THE TASK
Every line of the data that contains the string "cargo" must be copied.

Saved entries
* * *
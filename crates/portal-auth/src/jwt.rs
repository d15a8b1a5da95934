//! Session token signing and verification (HS256 JWT)

use chrono::{DateTime, Duration, Utc};
use jsonwebtoken::{decode, encode, Algorithm, DecodingKey, EncodingKey, Header, Validation};
use serde::{Deserialize, Serialize};
use std::collections::HashSet;
use thiserror::Error;

/// Tolerated clock skew for `iat` values slightly ahead of the verifier
const MAX_FUTURE_SKEW_SECS: i64 = 60;

/// Verified subject of a session token
#[derive(Debug, Clone, PartialEq, Eq, Serialize, Deserialize)]
pub struct Identity {
    /// Patient ID (opaque)
    pub id: String,
    /// Patient email at the time of login
    pub email: String,
}

/// JWT claims for a portal session
#[derive(Debug, Clone, Serialize, Deserialize, PartialEq)]
pub struct SessionClaims {
    /// Subject (patient ID)
    pub sub: String,
    /// Subject email
    pub email: String,
    /// Issued at (unix seconds)
    pub iat: i64,
    /// Expiration (unix seconds). Informational only: verification
    /// recomputes expiry from `iat`.
    pub exp: i64,
}

impl SessionClaims {
    pub fn new(identity: &Identity, issued_at: DateTime<Utc>, lifetime: Duration) -> Self {
        let iat = issued_at.timestamp();

        Self {
            sub: identity.id.clone(),
            email: identity.email.clone(),
            iat,
            exp: iat + lifetime.num_seconds(),
        }
    }

    pub fn identity(&self) -> Identity {
        Identity {
            id: self.sub.clone(),
            email: self.email.clone(),
        }
    }
}

/// JWT errors
#[derive(Debug, Error)]
pub enum JwtError {
    #[error("JWT encoding error: {0}")]
    EncodingError(#[from] jsonwebtoken::errors::Error),

    #[error("Token expired")]
    TokenExpired,

    #[error("Invalid token")]
    InvalidToken,
}

/// Signs and verifies session tokens with one symmetric secret
pub struct TokenSigner {
    encoding_key: EncodingKey,
    decoding_key: DecodingKey,
    validation: Validation,
    lifetime: Duration,
}

impl TokenSigner {
    /// Create a signer using HMAC-SHA256
    ///
    /// Validates ONLY the signature. The `exp` claim is ignored by the JWT
    /// library; [`TokenSigner::verify_at`] derives expiry from `iat` and the
    /// configured lifetime instead.
    pub fn new(secret: &[u8], lifetime: Duration) -> Self {
        let mut validation = Validation::new(Algorithm::HS256);
        validation.validate_exp = false;
        validation.validate_nbf = false;
        validation.validate_aud = false;
        validation.required_spec_claims = HashSet::new();

        Self {
            encoding_key: EncodingKey::from_secret(secret),
            decoding_key: DecodingKey::from_secret(secret),
            validation,
            lifetime,
        }
    }

    pub fn lifetime(&self) -> Duration {
        self.lifetime
    }

    /// Sign a token for `identity` issued at `issued_at`
    pub fn issue(&self, identity: &Identity, issued_at: DateTime<Utc>) -> Result<String, JwtError> {
        let claims = SessionClaims::new(identity, issued_at, self.lifetime);
        self.encode(&claims)
    }

    /// Sign arbitrary claims. Exposed for tooling and tests that need to
    /// mint tokens with unusual contents.
    pub fn encode(&self, claims: &SessionClaims) -> Result<String, JwtError> {
        Ok(encode(
            &Header::new(Algorithm::HS256),
            claims,
            &self.encoding_key,
        )?)
    }

    /// Verify a token against the current time
    pub fn verify(&self, token: &str) -> Result<Identity, JwtError> {
        self.verify_at(token, Utc::now())
    }

    /// Verify a token as of `now`
    pub fn verify_at(&self, token: &str, now: DateTime<Utc>) -> Result<Identity, JwtError> {
        let token_data = decode::<SessionClaims>(token, &self.decoding_key, &self.validation)
            .map_err(|_| JwtError::InvalidToken)?;
        let claims = token_data.claims;

        let now = now.timestamp();
        if claims.iat > now + MAX_FUTURE_SKEW_SECS {
            return Err(JwtError::InvalidToken);
        }

        let expires_at = claims
            .iat
            .checked_add(self.lifetime.num_seconds())
            .ok_or(JwtError::InvalidToken)?;
        if now > expires_at {
            return Err(JwtError::TokenExpired);
        }

        Ok(claims.identity())
    }
}
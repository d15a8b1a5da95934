//! Password hashing and verification using Argon2id

use argon2::{
    password_hash::{rand_core::OsRng, PasswordHash, PasswordHasher, PasswordVerifier, SaltString},
    Argon2,
};
use std::sync::OnceLock;
use thiserror::Error;

/// Error types for password operations
#[derive(Error, Debug)]
pub enum PasswordError {
    /// Failed to hash password
    #[error("Failed to hash password: {0}")]
    HashingFailed(String),

    /// Failed to verify password
    #[error("Failed to verify password: {0}")]
    VerificationFailed(String),

    /// Invalid password hash format
    #[error("Invalid password hash format: {0}")]
    InvalidHashFormat(String),
}

/// Hash a password using Argon2id
///
/// Uses the crate defaults (19 MiB memory, 2 iterations, 1 lane) and a fresh
/// random 16-byte salt per call, so equal passwords never share a hash.
///
/// # Example
/// ```
/// use portal_auth::password::hash_password;
///
/// let hash = hash_password("Password123!").unwrap();
/// assert!(hash.starts_with("$argon2id$"));
/// ```
pub fn hash_password(password: &str) -> Result<String, PasswordError> {
    let salt = SaltString::generate(&mut OsRng);

    let password_hash = Argon2::default()
        .hash_password(password.as_bytes(), &salt)
        .map_err(|e| PasswordError::HashingFailed(e.to_string()))?;

    Ok(password_hash.to_string())
}

/// Verify a password against a PHC-formatted hash
///
/// Returns `Ok(false)` on mismatch and an error only when the stored hash
/// itself is unusable.
///
/// # Example
/// ```
/// use portal_auth::password::{hash_password, verify_password};
///
/// let hash = hash_password("Password123!").unwrap();
/// assert!(verify_password("Password123!", &hash).unwrap());
/// assert!(!verify_password("wrong", &hash).unwrap());
/// ```
pub fn verify_password(password: &str, hash: &str) -> Result<bool, PasswordError> {
    let parsed_hash =
        PasswordHash::new(hash).map_err(|e| PasswordError::InvalidHashFormat(e.to_string()))?;

    match Argon2::default().verify_password(password.as_bytes(), &parsed_hash) {
        Ok(()) => Ok(true),
        Err(argon2::password_hash::Error::Password) => Ok(false),
        Err(e) => Err(PasswordError::VerificationFailed(e.to_string())),
    }
}

/// [`hash_password`] on the blocking thread pool
pub async fn spawn_hash_password(password: String) -> Result<String, PasswordError> {
    tokio::task::spawn_blocking(move || hash_password(&password))
        .await
        .map_err(|e| PasswordError::HashingFailed(e.to_string()))?
}

/// [`verify_password`] on the blocking thread pool
pub async fn spawn_verify_password(password: String, hash: String) -> Result<bool, PasswordError> {
    tokio::task::spawn_blocking(move || verify_password(&password, &hash))
        .await
        .map_err(|e| PasswordError::VerificationFailed(e.to_string()))?
}

/// Hash that unknown-email logins are checked against, so that a miss costs
/// the same Argon2 work as a wrong password. `None` if hashing failed.
pub(crate) fn dummy_hash() -> Option<&'static str> {
    static DUMMY: OnceLock<Option<String>> = OnceLock::new();
    DUMMY
        .get_or_init(|| hash_password("portal-dummy-password").ok())
        .as_deref()
}

/// [`verify_password`] against the dummy hash, on the blocking thread pool
///
/// Always `Ok(false)` unless the dummy hash could not be built.
pub async fn spawn_verify_dummy(password: String) -> Result<bool, PasswordError> {
    tokio::task::spawn_blocking(move || {
        let hash = dummy_hash().ok_or_else(|| {
            PasswordError::HashingFailed("dummy hash unavailable".to_string())
        })?;
        verify_password(&password, hash)
    })
    .await
    .map_err(|e| PasswordError::VerificationFailed(e.to_string()))?
}
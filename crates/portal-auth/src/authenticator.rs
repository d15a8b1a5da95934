//! Session Authenticator
//!
//! `authenticate` turns an email/password pair into a signed session token;
//! `verify` turns a token back into an [`Identity`]. Only `authenticate`
//! performs I/O (one credential lookup, bounded by the configured timeout).

use chrono::{DateTime, Duration, Utc};
use std::sync::Arc;
use tracing::{debug, error, info, warn};

use crate::config::AuthConfig;
use crate::error::AuthError;
use crate::jwt::{Identity, JwtError, TokenSigner};
use crate::password::{dummy_hash, spawn_verify_dummy, spawn_verify_password, PasswordError};
use crate::store::CredentialStore;

/// Result of a successful login
#[derive(Debug, Clone)]
pub struct IssuedToken {
    /// Signed session token (cookie value)
    pub token: String,
    /// Subject the token was issued for
    pub identity: Identity,
    /// Issuance instant, truncated to whole seconds
    pub issued_at: DateTime<Utc>,
    /// Absolute expiry (`issued_at` + lifetime)
    pub expires_at: DateTime<Utc>,
}

pub struct Authenticator {
    signer: TokenSigner,
    store: Arc<dyn CredentialStore>,
    store_timeout: std::time::Duration,
}

impl Authenticator {
    /// Builds the unknown-email dummy hash up front (once per process), so
    /// call this at startup rather than on a request path.
    pub fn new(config: &AuthConfig, store: Arc<dyn CredentialStore>) -> Self {
        if dummy_hash().is_none() {
            error!("Failed to build dummy password hash, unknown-email logins will be faster");
        }

        Self {
            signer: TokenSigner::new(config.signing_secret(), config.token_lifetime()),
            store,
            store_timeout: config.store_timeout(),
        }
    }

    pub fn token_lifetime(&self) -> Duration {
        self.signer.lifetime()
    }

    /// Check credentials and issue a session token
    ///
    /// Unknown email and wrong password both yield
    /// [`AuthError::InvalidCredentials`], after the same amount of hashing work.
    /// The email is trimmed the same way signup trims it.
    pub async fn authenticate(
        &self,
        email: &str,
        password: &str,
    ) -> Result<IssuedToken, AuthError> {
        let email = email.trim();
        if email.is_empty() || password.is_empty() {
            return Err(AuthError::InvalidCredentials);
        }

        let lookup =
            tokio::time::timeout(self.store_timeout, self.store.find_by_email(email)).await;
        let record = match lookup {
            Ok(Ok(record)) => record,
            Ok(Err(e)) => {
                error!("Credential lookup failed: {}", e);
                return Err(AuthError::AuthBackendUnavailable);
            }
            Err(_) => {
                error!("Credential lookup timed out after {:?}", self.store_timeout);
                return Err(AuthError::AuthBackendUnavailable);
            }
        };

        let Some(record) = record else {
            if let Err(e) = spawn_verify_dummy(password.to_string()).await {
                error!("Dummy password verification failed: {}", e);
            }
            warn!("Login rejected: invalid credentials");
            return Err(AuthError::InvalidCredentials);
        };

        match spawn_verify_password(password.to_string(), record.password_hash.clone()).await {
            Ok(true) => {}
            Ok(false) => {
                warn!("Login rejected: invalid credentials");
                return Err(AuthError::InvalidCredentials);
            }
            Err(PasswordError::InvalidHashFormat(e)) => {
                error!("Stored password hash for {} is unusable: {}", record.id, e);
                return Err(AuthError::Internal);
            }
            Err(e) => {
                error!("Password verification failed: {}", e);
                return Err(AuthError::Internal);
            }
        }

        let identity = Identity {
            id: record.id,
            email: record.email,
        };
        let issued = self.issue(identity, Utc::now())?;

        info!("Session issued for patient {}", issued.identity.id);
        Ok(issued)
    }

    fn issue(&self, identity: Identity, now: DateTime<Utc>) -> Result<IssuedToken, AuthError> {
        let issued_at = DateTime::<Utc>::from_timestamp(now.timestamp(), 0).unwrap_or(now);

        let token = self.signer.issue(&identity, issued_at).map_err(|e| {
            error!("Failed to sign session token: {}", e);
            AuthError::Internal
        })?;

        Ok(IssuedToken {
            token,
            identity,
            issued_at,
            expires_at: issued_at + self.signer.lifetime(),
        })
    }

    /// Verify a session token against the current time
    ///
    /// Stateless: the subject is not re-checked against the credential store.
    pub fn verify(&self, token: &str) -> Result<Identity, AuthError> {
        self.verify_at(token, Utc::now())
    }

    pub fn verify_at(&self, token: &str, now: DateTime<Utc>) -> Result<Identity, AuthError> {
        self.signer.verify_at(token, now).map_err(|e| {
            debug!("Session token rejected: {}", e);
            match e {
                JwtError::TokenExpired => AuthError::TokenExpired,
                JwtError::InvalidToken | JwtError::EncodingError(_) => AuthError::InvalidToken,
            }
        })
    }
}
use std::process::Command;

fn main() {
    let git_hash = Command::new("git")
        .args(["rev-parse", "--short", "HEAD"])
        .output()
        .ok()
        .filter(|output| output.status.success())
        .and_then(|output| String::from_utf8(output.stdout).ok())
        .map(|s| s.trim().to_string())
        .unwrap_or_else(|| "unknown".to_string());

    println!("cargo:rustc-env=PORTAL_GIT_HASH={}", git_hash);
    println!(
        "cargo:rustc-env=PORTAL_BUILD_TIME={}",
        chrono::Utc::now().to_rfc3339()
    );

    println!("cargo:rerun-if-changed=.git/HEAD");
}
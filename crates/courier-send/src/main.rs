//! courier-send — command-line client for the Courier daemon.
//!
//! Probes the server until it answers, then streams the payload as chunked
//! envelopes followed by `end`.

use std::net::SocketAddr;
use std::path::PathBuf;
use std::time::Duration;

use anyhow::{Context, Result};
use tokio::net::UdpSocket;

use courier_core::config::CourierConfig;

mod transfer;

const DEFAULT_HOST: &str = "127.0.0.1";

fn print_usage(default_port: u16) {
    println!("Usage: courier-send [options]");
    println!();
    println!("Reads the payload from --file, or stdin when omitted, and");
    println!("transfers it to the Courier daemon.");
    println!();
    println!("Options:");
    println!("  --host <host>   Server host (default: {DEFAULT_HOST})");
    println!("  --port <port>   Server port (default: {default_port})");
    println!("  --file <path>   Payload file (default: read stdin)");
}

// ── Entry point ───────────────────────────────────────────────────────────────

#[tokio::main]
async fn main() -> Result<()> {
    tracing_subscriber::fmt()
        .with_env_filter(tracing_subscriber::EnvFilter::from_default_env())
        .init();

    let config = CourierConfig::load().unwrap_or_else(|e| {
        tracing::warn!(error = %e, "failed to load config, using defaults");
        CourierConfig::default()
    });

    let args: Vec<String> = std::env::args().skip(1).collect();

    let mut host = DEFAULT_HOST.to_string();
    let mut port = config.network.port;
    let mut file: Option<PathBuf> = None;
    let mut i = 0;
    while i < args.len() {
        match args[i].as_str() {
            "--host" => {
                i += 1;
                host = args.get(i).context("--host requires a value")?.clone();
            }
            "--port" => {
                i += 1;
                port = args
                    .get(i)
                    .context("--port requires a value")?
                    .parse()
                    .context("--port must be a number")?;
            }
            "--file" => {
                i += 1;
                file = Some(PathBuf::from(
                    args.get(i).context("--file requires a value")?,
                ));
            }
            "help" | "--help" | "-h" => {
                print_usage(config.network.port);
                return Ok(());
            }
            other => {
                eprintln!("Unknown option: {other}");
                eprintln!();
                print_usage(config.network.port);
                std::process::exit(1);
            }
        }
        i += 1;
    }

    let payload = match &file {
        Some(path) => std::fs::read_to_string(path)
            .with_context(|| format!("failed to read payload from {}", path.display()))?,
        None => {
            use std::io::Read;
            let mut text = String::new();
            std::io::stdin()
                .read_to_string(&mut text)
                .context("failed to read payload from stdin")?;
            text
        }
    };

    let server: SocketAddr = tokio::net::lookup_host((host.as_str(), port))
        .await
        .with_context(|| format!("failed to resolve {host}:{port}"))?
        .next()
        .with_context(|| format!("no address for {host}"))?;

    let socket = UdpSocket::bind("0.0.0.0:0")
        .await
        .context("failed to bind client socket")?;

    tracing::info!(server = %server, "checking if server is online");
    transfer::probe(
        &socket,
        server,
        config.probe.max_attempts,
        Duration::from_millis(config.probe.retry_delay_ms),
    )
    .await
    .context("server never came online")?;

    transfer::send_payload(&socket, server, &payload, &config).await?;

    Ok(())
}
* * *
EXERCISE RESPONSE
    println!("cargo:rustc-env=PORTAL_GIT_HASH={}", git_hash);
        "cargo:rustc-env=PORTAL_BUILD_TIME={}",
    println!("cargo:rerun-if-changed=.git/HEAD");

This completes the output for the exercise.